Here are the Stella's for the past year:

7TH PLACE :
Kathleen Robertson of Austin, Texas was awarded $80,000 by a jury after breaking her ankle tripping over a toddler who was running inside a furniture store. The store owners were understandably surprised by the verdict, considering the running toddler was her own son.

6TH PLACE :
Carl Truman, 19, of Los Angeles, California won $74,000 plus medical expenses when his neighbor ran over his hand with a Honda Accord. Truman apparently didn't notice there was someone at the wheel of the car when he was trying to steal his neighbor's hubcaps.

5TH PLACE :
Terrence Dickson, of Bristol, Pennsylvania , was leaving a house he had just burglarized by way of the garage. Unfortunately for Dickson, the automatic garage door opener malfunctioned and he could not get the garage door to open. Worse, he couldn't re-enter the house because the door connecting the garage to the house locked when Dickson pulled it shut. Forced to sit for eight days on a case of Pepsi and a large bag of dry dog food, he sued the homeowner's insurance company claiming undue mental anguish. Amazingly, the jury said the insurance company must pay Dickson $500,000 for his anguish.

4TH PLACE :
Jerry Williams, of Little Rock, Arkansas, garnered 4th Place in the Stella's when he was awarded $14,500 plus medical expenses after being bitten on the butt by his next door neighbor's beagle - even though the beagle was on a chain in its owner's fenced yard. Williams did not get as much as he asked for because the jury believed the beagle might have been provoked at the time of the butt bite because Williams had climbed over the fence into the yard and repeatedly shot the dog with a pellet gun.

3RD PLACE :
Third place goes to Amber Carson of Lancaster, Pennsylvania because a jury ordered a Philadelphia restaurant to pay her $113,500 after she slipped on a spilled soft drink and broke her tailbone. The reason the soft drink was on the floor: Ms. Carson had thrown it at her boyfriend 30 seconds earlier during an argument.

2ND PLACE :
Kara Walton, of Claymont, Delaware sued the owner of a night club in a nearby city because she fell from the bathroom window to the floor, knocking out her two front teeth. Even though Ms. Walton was trying to sneak through the ladies room window to avoid paying the $3.50 cover charge, the jury said the night club had to pay her $12,000 plus dental expenses.

1ST PLACE :
This year's runaway First Place Stella Award winner was Mrs. Merv Grazinski, of Oklahoma City, Oklahoma, who purchased a new 32-foot Winnebago motor home. On her first trip home from an OU football game, having driven onto the freeway, she set the cruise control at 70 mph and calmly left the driver's seat to go to the back of the Winnebago to make herself a sandwich.. Not surprisingly, the motor home left the free way, crashed and overturned. Also not surprisingly, Mrs. Grazinski sued Winnebago for not putting in the owner's manual that she couldn't actually leave the driver's seat while the cruise control was set. The Oklahoma jury awarded her $1,750,000 PLUS a new motor home. Winnebago actually changed their manuals as a result of this suit, just in case Mrs. Grazinski has any relatives who might also buy a motor home.
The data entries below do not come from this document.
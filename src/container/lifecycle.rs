//! Environment and build daemon lifecycle.
//!
//! [`LifecycleManager`] drives the host through a [`LifecycleClient`]: it
//! builds specs, creates and starts containers, waits for them and interprets
//! host failures so that destroy, pause and resume are idempotent.

use crate::config::EnvdConfig;
use crate::container::classify::{
    HostErrorKind, KillOutcome, ToggleOutcome, classify, kill_outcome, pause_outcome,
    unpause_outcome,
};
use crate::container::{
    ContainerDetails, ContainerError, ContainerSpec, ContainerSummary, DaemonInfo, EnvdRequest,
    ImageInfo, LifecycleClient, ListFilter, LocalPortAllocator, PortAllocator, ReadinessWaiter,
    Result, SpecBuilder,
};
use crate::env;
use futures::StreamExt;
use futures::future;
use std::io;
use std::sync::{Arc, Mutex};
use std::time::Duration;
use tokio::io::AsyncRead;
use tokio_util::io::ReaderStream;
use tokio_util::sync::CancellationToken;
use tracing::{debug, info, warn};

const KILL_SIGNAL: &str = "KILL";
const ARCHIVE_CHUNK: usize = 64 * 1024;

/// Whether `name` exists on the host. Absence is not an error.
pub async fn exists(client: &dyn LifecycleClient, name: &str) -> Result<bool> {
    match client.inspect_container(name).await {
        Ok(_) => Ok(true),
        Err(e) if classify(&e) == HostErrorKind::NotFound => Ok(false),
        Err(e) => Err(ContainerError::host("failed to inspect container", e)),
    }
}

/// Whether `name` is running. Absence is not an error.
pub async fn is_running(client: &dyn LifecycleClient, name: &str) -> Result<bool> {
    match client.inspect_container(name).await {
        Ok(details) => Ok(details.running),
        Err(e) if classify(&e) == HostErrorKind::NotFound => Ok(false),
        Err(e) => Err(ContainerError::host("failed to inspect container", e)),
    }
}

/// Name, address and published ports of a started environment.
#[derive(Debug, Clone, PartialEq, Eq)]
pub struct EnvdIdentity {
    pub name: String,
    /// Container IP on the host network, if it has one
    pub address: Option<String>,
    pub ssh_port: Option<u16>,
    pub jupyter_port: Option<u16>,
    pub rstudio_port: Option<u16>,
}

impl EnvdIdentity {
    /// Recover the identity from an inspection alone.
    pub fn from_details(details: &ContainerDetails) -> Self {
        let port = |key: &str| details.labels.get(key).and_then(|v| v.parse().ok());
        Self {
            name: details.name.clone(),
            address: details.ip_address.clone(),
            ssh_port: port(env::labels::SSH_PORT),
            jupyter_port: port(env::labels::JUPYTER_PORT),
            rstudio_port: port(env::labels::RSTUDIO_PORT),
        }
    }
}

/// Drives environment containers on one host.
pub struct LifecycleManager {
    client: Arc<dyn LifecycleClient>,
    config: EnvdConfig,
    ports: Arc<dyn PortAllocator>,
}

impl LifecycleManager {
    pub fn new(client: Arc<dyn LifecycleClient>, config: EnvdConfig) -> Self {
        Self {
            client,
            config,
            ports: Arc::new(LocalPortAllocator),
        }
    }

    /// Use `ports` for service port allocation instead of the OS allocator.
    pub fn with_port_allocator(mut self, ports: Arc<dyn PortAllocator>) -> Self {
        self.ports = ports;
        self
    }

    pub fn client(&self) -> &dyn LifecycleClient {
        self.client.as_ref()
    }

    pub fn config(&self) -> &EnvdConfig {
        &self.config
    }

    /// Assemble the creation spec for `request` without touching the host.
    pub fn build_spec(&self, request: &EnvdRequest) -> Result<ContainerSpec> {
        SpecBuilder::new(&self.config, self.ports.as_ref()).build(request)
    }

    /// Create and start an environment container, then wait until it runs.
    ///
    /// `timeout` defaults to the configured readiness timeout.
    ///
    /// # Errors
    ///
    /// Returns [`ContainerError::PortConflict`] when the host reports a
    /// requested host port as taken. The created container is left in place.
    pub async fn start_envd(
        &self,
        request: &EnvdRequest,
        timeout: Option<Duration>,
    ) -> Result<EnvdIdentity> {
        let spec = self.build_spec(request)?;
        info!(container = %spec.name, tag = %spec.image, "starting environment");

        let created = self
            .client
            .create_container(&spec)
            .await
            .map_err(|e| ContainerError::host("failed to create the container", e))?;
        for warning in &created.warnings {
            warn!(container = %spec.name, %warning, "container created with warning");
        }

        self.client
            .start_container(&created.id)
            .await
            .map_err(|e| match classify(&e) {
                HostErrorKind::PortAllocated => ContainerError::PortConflict(e.message),
                _ => ContainerError::host("failed to start the container", e),
            })?;

        let timeout = timeout.unwrap_or_else(|| self.config.ready_timeout());
        self.wait_until_running(&spec.name, timeout).await?;

        let details = self
            .client
            .inspect_container(&created.id)
            .await
            .map_err(|e| ContainerError::host("failed to inspect the container", e))?;
        let identity = EnvdIdentity::from_details(&details);
        info!(
            container = %identity.name,
            address = ?identity.address,
            ssh_port = ?identity.ssh_port,
            "environment is running"
        );
        Ok(identity)
    }

    /// Start the build daemon from `tag`, pulling the image if it is missing.
    ///
    /// With a registry `mirror`, the daemon is configured to use it for
    /// docker.io before it starts.
    pub async fn start_buildkitd(
        &self,
        tag: &str,
        name: &str,
        mirror: Option<&str>,
    ) -> Result<String> {
        debug!(tag, container = name, "starting buildkitd");

        if let Err(e) = self.client.inspect_image(tag).await {
            if classify(&e) != HostErrorKind::NotFound {
                return Err(ContainerError::host("failed to inspect image", e));
            }
            debug!(tag, "pulling image");
            self.client
                .pull_image(tag)
                .await
                .map_err(|e| ContainerError::host("failed to pull image", e))?;
            debug!(tag, "image pulled");
        }

        let mut spec = ContainerSpec::new(tag, name);
        spec.privileged = true;
        spec.labels
            .insert(env::labels::MANAGED.to_string(), "true".to_string());
        spec.labels
            .insert(env::labels::NAME.to_string(), name.to_string());
        if let Some(mirror) = mirror.filter(|m| !m.is_empty()) {
            debug!(container = name, mirror, "using registry mirror");
            spec.entrypoint = Some(buildkitd_mirror_entrypoint(mirror));
        }

        let created = self
            .client
            .create_container(&spec)
            .await
            .map_err(|e| ContainerError::host("failed to create buildkitd container", e))?;
        for warning in &created.warnings {
            warn!(container = name, %warning, "container created with warning");
        }
        self.client
            .start_container(&created.id)
            .await
            .map_err(|e| ContainerError::host("failed to start buildkitd container", e))?;

        let details = self
            .client
            .inspect_container(&created.id)
            .await
            .map_err(|e| ContainerError::host("failed to inspect buildkitd container", e))?;
        info!(container = %details.name, "buildkitd started");
        Ok(details.name)
    }

    /// Kill and remove `name`.
    ///
    /// Returns `Some(name)` once removed and `None` if there was nothing to
    /// remove. A stopped container is still removed.
    pub async fn destroy(&self, name: &str) -> Result<Option<String>> {
        debug!(container = name, "destroying container");

        if let Err(e) = self.client.kill_container(name, KILL_SIGNAL).await {
            match kill_outcome(&e) {
                KillOutcome::ProceedToRemove => {
                    debug!(container = name, error = %e, "container is not running");
                }
                KillOutcome::AlreadyRemoved => {
                    debug!(container = name, "container does not exist");
                    return Ok(None);
                }
                KillOutcome::Fatal => {
                    return Err(ContainerError::host("failed to kill the container", e));
                }
            }
        }

        self.client
            .remove_container(name)
            .await
            .map_err(|e| ContainerError::host("failed to remove container", e))?;
        info!(container = name, "container destroyed");
        Ok(Some(name.to_string()))
    }

    /// Pause `name`. Pausing a paused container is a no-op returning `None`.
    pub async fn pause(&self, name: &str) -> Result<Option<String>> {
        debug!(container = name, "pausing container");
        match self.client.pause_container(name).await {
            Ok(()) => Ok(Some(name.to_string())),
            Err(e) => match pause_outcome(&e) {
                ToggleOutcome::AlreadyDone => {
                    debug!(container = name, "container is already paused");
                    Ok(None)
                }
                ToggleOutcome::NotFound => Err(ContainerError::ContainerNotFound(name.to_string())),
                ToggleOutcome::Fatal => {
                    Err(ContainerError::host("failed to pause container", e))
                }
            },
        }
    }

    /// Resume `name`. Resuming a container that is not paused is a no-op
    /// returning `None`.
    pub async fn resume(&self, name: &str) -> Result<Option<String>> {
        debug!(container = name, "resuming container");
        match self.client.unpause_container(name).await {
            Ok(()) => Ok(Some(name.to_string())),
            Err(e) => match unpause_outcome(&e) {
                ToggleOutcome::AlreadyDone => {
                    debug!(container = name, "container is not paused");
                    Ok(None)
                }
                ToggleOutcome::NotFound => Err(ContainerError::ContainerNotFound(name.to_string())),
                ToggleOutcome::Fatal => {
                    Err(ContainerError::host("failed to resume container", e))
                }
            },
        }
    }

    pub async fn exists(&self, name: &str) -> Result<bool> {
        exists(self.client.as_ref(), name).await
    }

    pub async fn is_running(&self, name: &str) -> Result<bool> {
        is_running(self.client.as_ref(), name).await
    }

    /// Wait until `name` runs, polling at the configured interval.
    pub async fn wait_until_running(&self, name: &str, timeout: Duration) -> Result<()> {
        ReadinessWaiter::new(self.client.as_ref(), self.config.poll_interval())
            .wait_until_running(name, timeout)
            .await
    }

    pub async fn wait_until_running_with_cancel(
        &self,
        name: &str,
        timeout: Duration,
        cancel: &CancellationToken,
    ) -> Result<()> {
        ReadinessWaiter::new(self.client.as_ref(), self.config.poll_interval())
            .wait_until_running_with_cancel(name, timeout, cancel)
            .await
    }

    /// Containers carrying the managed label.
    pub async fn list_containers(&self) -> Result<Vec<ContainerSummary>> {
        self.client
            .list_containers(&ListFilter::label(env::labels::MANAGED))
            .await
            .map_err(|e| ContainerError::host("failed to list containers", e))
    }

    pub async fn get_container(&self, name: &str) -> Result<ContainerDetails> {
        self.client
            .inspect_container(name)
            .await
            .map_err(|e| match classify(&e) {
                HostErrorKind::NotFound => ContainerError::ContainerNotFound(name.to_string()),
                _ => ContainerError::host("failed to inspect container", e),
            })
    }

    /// Images carrying the managed label.
    pub async fn list_images(&self) -> Result<Vec<ImageInfo>> {
        self.client
            .list_images(&ListFilter::label(env::labels::MANAGED))
            .await
            .map_err(|e| ContainerError::host("failed to list images", e))
    }

    pub async fn get_image(&self, reference: &str) -> Result<ImageInfo> {
        let images = self
            .client
            .list_images(&ListFilter::reference(reference))
            .await
            .map_err(|e| ContainerError::host("failed to list images", e))?;
        images
            .into_iter()
            .next()
            .ok_or_else(|| ContainerError::ImageNotFound(reference.to_string()))
    }

    pub async fn info(&self) -> Result<DaemonInfo> {
        self.client
            .daemon_info()
            .await
            .map_err(|e| ContainerError::host("failed to get daemon info", e))
    }

    /// Whether the host has an nvidia runtime with an executable path.
    ///
    /// # Errors
    ///
    /// A failed daemon query is reported, not folded into `false`.
    pub async fn gpu_enabled(&self) -> Result<bool> {
        let info = self.info().await?;
        let enabled = info
            .runtimes
            .get(env::gpu::RUNTIME)
            .and_then(|path| path.as_deref())
            .is_some_and(|path| !path.is_empty());
        debug!(enabled, "checked GPU runtime");
        Ok(enabled)
    }

    /// Run `cmd` detached inside `name`.
    pub async fn exec(&self, name: &str, cmd: &[String]) -> Result<()> {
        debug!(container = name, ?cmd, "executing command");
        self.client
            .exec(name, cmd)
            .await
            .map_err(|e| match classify(&e) {
                HostErrorKind::NotFound => ContainerError::ContainerNotFound(name.to_string()),
                _ => ContainerError::host("failed to exec in container", e),
            })
    }

    /// Stream an image archive into the host.
    ///
    /// The archive is read in chunks as the host consumes it. A read error
    /// ends the upload and is returned in place of whatever the host
    /// reports about the truncated archive.
    pub async fn load_image<R>(&self, reader: R, quiet: bool) -> Result<()>
    where
        R: AsyncRead + Send + 'static,
    {
        let read_error: Arc<Mutex<Option<io::Error>>> = Arc::default();
        let slot = read_error.clone();
        let archive = ReaderStream::with_capacity(reader, ARCHIVE_CHUNK)
            .scan((), move |_, chunk| {
                future::ready(match chunk {
                    Ok(bytes) => Some(bytes),
                    Err(e) => {
                        if let Ok(mut slot) = slot.lock() {
                            *slot = Some(e);
                        }
                        None
                    }
                })
            })
            .boxed();

        debug!("loading image archive");
        let loaded = self.client.load_image(archive, quiet).await;
        if let Some(e) = read_error.lock().ok().and_then(|mut slot| slot.take()) {
            return Err(ContainerError::IoError(e));
        }
        loaded.map_err(|e| ContainerError::host("failed to load image", e))?;
        info!("image loaded");
        Ok(())
    }
}

fn buildkitd_mirror_entrypoint(mirror: &str) -> Vec<String> {
    let config = format!("\n[registry.\"docker.io\"]\n\tmirrors = [\"{}\"]", mirror);
    vec![
        "/bin/sh".to_string(),
        "-c".to_string(),
        format!(
            "mkdir /etc/buildkit && echo '{}' > /etc/buildkit/buildkitd.toml && buildkitd",
            config
        ),
    ]
}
Self-indulgence and greed have swept through the nation at lightning speed over the last few decades, making frivolous lawsuits a part of their growing compensation culture that promotes the idea that individuals deserve outrageously large settlements for sometimes ridiculous injuries inflicted upon them, often times from their own actions. People everywhere are coming out to join in the feeding frenzy of draining corporations and small businesses out of much needed funds, making it more economical for large and small businesses to simply grant out-of-court settlements rather then fight frivolous lawsuits in a long, costly court battle that could take years to solve, and millions of dollars. They also bog down the already-overwhelmed legal system and prevent legitimate cases from being addressed promptly. It would be a nice turn of events to see a nation work things out the old fashioned way, and prevent the sue happy people turning lawsuits into lottery tickets.